RECORDS TO PROCESS:
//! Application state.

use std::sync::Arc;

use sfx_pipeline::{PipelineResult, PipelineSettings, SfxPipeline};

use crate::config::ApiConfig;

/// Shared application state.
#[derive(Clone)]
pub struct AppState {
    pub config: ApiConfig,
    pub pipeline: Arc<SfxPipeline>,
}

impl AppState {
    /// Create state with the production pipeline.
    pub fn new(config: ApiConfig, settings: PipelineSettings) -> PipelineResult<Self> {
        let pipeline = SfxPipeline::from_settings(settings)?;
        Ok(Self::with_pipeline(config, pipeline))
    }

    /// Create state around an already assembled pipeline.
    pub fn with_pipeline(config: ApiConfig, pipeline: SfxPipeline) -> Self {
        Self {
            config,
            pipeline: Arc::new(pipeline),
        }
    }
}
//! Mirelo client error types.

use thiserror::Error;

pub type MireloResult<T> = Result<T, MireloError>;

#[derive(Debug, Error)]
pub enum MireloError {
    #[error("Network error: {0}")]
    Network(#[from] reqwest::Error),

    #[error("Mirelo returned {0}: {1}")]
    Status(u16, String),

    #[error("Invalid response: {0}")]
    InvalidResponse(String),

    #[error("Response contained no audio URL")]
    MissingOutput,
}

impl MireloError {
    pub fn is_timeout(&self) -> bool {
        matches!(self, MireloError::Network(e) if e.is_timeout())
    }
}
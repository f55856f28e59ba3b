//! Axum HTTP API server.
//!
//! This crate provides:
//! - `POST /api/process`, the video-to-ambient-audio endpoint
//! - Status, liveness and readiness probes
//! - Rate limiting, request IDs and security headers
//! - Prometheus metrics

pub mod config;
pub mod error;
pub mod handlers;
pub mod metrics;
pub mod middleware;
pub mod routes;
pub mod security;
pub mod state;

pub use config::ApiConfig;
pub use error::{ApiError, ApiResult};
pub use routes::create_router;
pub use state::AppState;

TASK OBJECTIVE:
Whatever appears in the data above should be set down again exactly.

REPLY:
//! Application state.

use std::sync::Arc;

use sfx_pipeline::{PipelineResult, PipelineSettings, SfxPipeline};

use crate::config::ApiConfig;

/// Shared application state.
#[derive(Clone)]
pub struct AppState {
    pub config: ApiConfig,
    pub pipeline: Arc<SfxPipeline>,
}

impl AppState {
    /// Create state with the production pipeline.
    pub fn new(config: ApiConfig, settings: PipelineSettings) -> PipelineResult<Self> {
        let pipeline = SfxPipeline::from_settings(settings)?;
        Ok(Self::with_pipeline(config, pipeline))
    }

    /// Create state around an already assembled pipeline.
    pub fn with_pipeline(config: ApiConfig, pipeline: SfxPipeline) -> Self {
        Self {
            config,
            pipeline: Arc::new(pipeline),
        }
    }
}
//! Mirelo client error types.

use thiserror::Error;

pub type MireloResult<T> = Result<T, MireloError>;

#[derive(Debug, Error)]
pub enum MireloError {
    #[error("Network error: {0}")]
    Network(#[from] reqwest::Error),

    #[error("Mirelo returned {0}: {1}")]
    Status(u16, String),

    #[error("Invalid response: {0}")]
    InvalidResponse(String),

    #[error("Response contained no audio URL")]
    MissingOutput,
}

impl MireloError {
    pub fn is_timeout(&self) -> bool {
        matches!(self, MireloError::Network(e) if e.is_timeout())
    }
}
repository f55856f28e59ba3b
//! Axum HTTP API server.
//!
//! This crate provides:
//! - `POST /api/process`, the video-to-ambient-audio endpoint
//! - Status, liveness and readiness probes
//! - Rate limiting, request IDs and security headers
//! - Prometheus metrics

pub mod config;
pub mod error;
pub mod handlers;
pub mod metrics;
pub mod middleware;
pub mod routes;
pub mod security;
pub mod state;

pub use config::ApiConfig;
pub use error::{ApiError, ApiResult};
pub use routes::create_router;
pub use state::AppState;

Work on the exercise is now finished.